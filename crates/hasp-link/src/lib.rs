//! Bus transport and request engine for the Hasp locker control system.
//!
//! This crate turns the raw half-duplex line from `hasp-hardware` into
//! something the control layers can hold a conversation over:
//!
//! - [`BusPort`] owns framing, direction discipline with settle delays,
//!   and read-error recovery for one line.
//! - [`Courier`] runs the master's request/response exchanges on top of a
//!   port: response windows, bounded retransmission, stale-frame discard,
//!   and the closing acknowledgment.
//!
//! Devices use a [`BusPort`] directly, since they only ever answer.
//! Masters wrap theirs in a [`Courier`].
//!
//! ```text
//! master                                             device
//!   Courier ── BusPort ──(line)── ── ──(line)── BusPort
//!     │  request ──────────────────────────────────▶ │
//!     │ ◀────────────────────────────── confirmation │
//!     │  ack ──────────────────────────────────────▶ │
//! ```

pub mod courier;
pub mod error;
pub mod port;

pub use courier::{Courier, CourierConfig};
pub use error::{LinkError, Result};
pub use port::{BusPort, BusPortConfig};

+---+

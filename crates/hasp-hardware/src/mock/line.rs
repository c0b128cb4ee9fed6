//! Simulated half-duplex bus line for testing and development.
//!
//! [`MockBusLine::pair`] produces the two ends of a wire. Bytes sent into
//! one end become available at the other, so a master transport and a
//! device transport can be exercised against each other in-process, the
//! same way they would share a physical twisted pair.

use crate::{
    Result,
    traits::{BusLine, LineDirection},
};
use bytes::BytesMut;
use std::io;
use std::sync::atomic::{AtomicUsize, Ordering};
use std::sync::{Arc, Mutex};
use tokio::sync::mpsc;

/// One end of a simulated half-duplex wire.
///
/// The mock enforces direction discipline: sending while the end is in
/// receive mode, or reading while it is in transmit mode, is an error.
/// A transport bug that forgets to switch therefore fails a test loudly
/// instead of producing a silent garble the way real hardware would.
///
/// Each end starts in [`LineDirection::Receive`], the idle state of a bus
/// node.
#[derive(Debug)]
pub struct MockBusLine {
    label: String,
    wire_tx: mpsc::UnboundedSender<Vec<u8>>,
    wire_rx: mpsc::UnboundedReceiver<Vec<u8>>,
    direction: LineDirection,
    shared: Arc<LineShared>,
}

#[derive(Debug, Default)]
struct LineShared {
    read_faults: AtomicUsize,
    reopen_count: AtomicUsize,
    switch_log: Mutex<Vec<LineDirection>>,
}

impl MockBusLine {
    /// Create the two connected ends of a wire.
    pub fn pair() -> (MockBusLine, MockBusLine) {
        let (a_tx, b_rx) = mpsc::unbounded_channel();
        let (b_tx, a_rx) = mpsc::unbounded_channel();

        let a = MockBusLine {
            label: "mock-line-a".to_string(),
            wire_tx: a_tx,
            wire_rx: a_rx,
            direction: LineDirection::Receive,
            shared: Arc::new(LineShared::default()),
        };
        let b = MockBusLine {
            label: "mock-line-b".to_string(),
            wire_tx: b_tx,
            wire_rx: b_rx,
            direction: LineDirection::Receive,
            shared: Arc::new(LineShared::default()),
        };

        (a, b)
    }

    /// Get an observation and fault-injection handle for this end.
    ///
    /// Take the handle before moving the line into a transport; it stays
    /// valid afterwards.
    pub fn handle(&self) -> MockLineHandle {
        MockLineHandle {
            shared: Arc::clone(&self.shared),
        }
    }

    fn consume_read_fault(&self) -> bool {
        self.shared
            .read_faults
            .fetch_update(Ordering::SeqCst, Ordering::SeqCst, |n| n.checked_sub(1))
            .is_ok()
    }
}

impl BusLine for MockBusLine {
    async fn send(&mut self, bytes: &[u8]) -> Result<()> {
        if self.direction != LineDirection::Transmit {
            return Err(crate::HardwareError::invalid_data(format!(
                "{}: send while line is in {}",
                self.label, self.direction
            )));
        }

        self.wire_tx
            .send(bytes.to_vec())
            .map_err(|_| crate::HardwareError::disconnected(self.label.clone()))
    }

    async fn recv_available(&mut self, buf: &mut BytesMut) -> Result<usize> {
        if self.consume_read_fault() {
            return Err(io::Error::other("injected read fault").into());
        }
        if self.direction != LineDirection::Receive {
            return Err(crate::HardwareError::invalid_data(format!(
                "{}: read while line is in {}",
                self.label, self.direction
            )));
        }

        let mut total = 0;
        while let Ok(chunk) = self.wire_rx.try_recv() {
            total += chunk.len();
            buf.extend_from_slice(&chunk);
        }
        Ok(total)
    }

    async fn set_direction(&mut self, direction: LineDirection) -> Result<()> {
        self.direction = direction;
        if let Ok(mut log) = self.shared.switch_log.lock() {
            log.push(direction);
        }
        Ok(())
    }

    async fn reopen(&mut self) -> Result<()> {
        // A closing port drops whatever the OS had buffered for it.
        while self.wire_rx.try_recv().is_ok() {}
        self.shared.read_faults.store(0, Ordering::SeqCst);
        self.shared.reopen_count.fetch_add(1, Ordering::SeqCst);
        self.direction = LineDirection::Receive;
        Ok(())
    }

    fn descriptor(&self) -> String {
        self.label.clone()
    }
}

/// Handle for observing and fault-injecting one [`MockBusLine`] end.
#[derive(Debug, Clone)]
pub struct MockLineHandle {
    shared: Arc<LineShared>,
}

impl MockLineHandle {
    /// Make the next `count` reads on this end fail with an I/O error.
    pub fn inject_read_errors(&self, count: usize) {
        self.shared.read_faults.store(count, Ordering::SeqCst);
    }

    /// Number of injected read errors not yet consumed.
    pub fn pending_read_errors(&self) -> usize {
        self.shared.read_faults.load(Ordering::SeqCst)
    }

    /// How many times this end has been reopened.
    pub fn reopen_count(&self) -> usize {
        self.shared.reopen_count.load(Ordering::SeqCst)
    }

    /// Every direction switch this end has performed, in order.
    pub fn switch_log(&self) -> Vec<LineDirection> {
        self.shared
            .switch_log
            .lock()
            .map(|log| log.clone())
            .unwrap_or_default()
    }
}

+---+

Say how many lines of the material hold the string "Result", giving the number alone.

6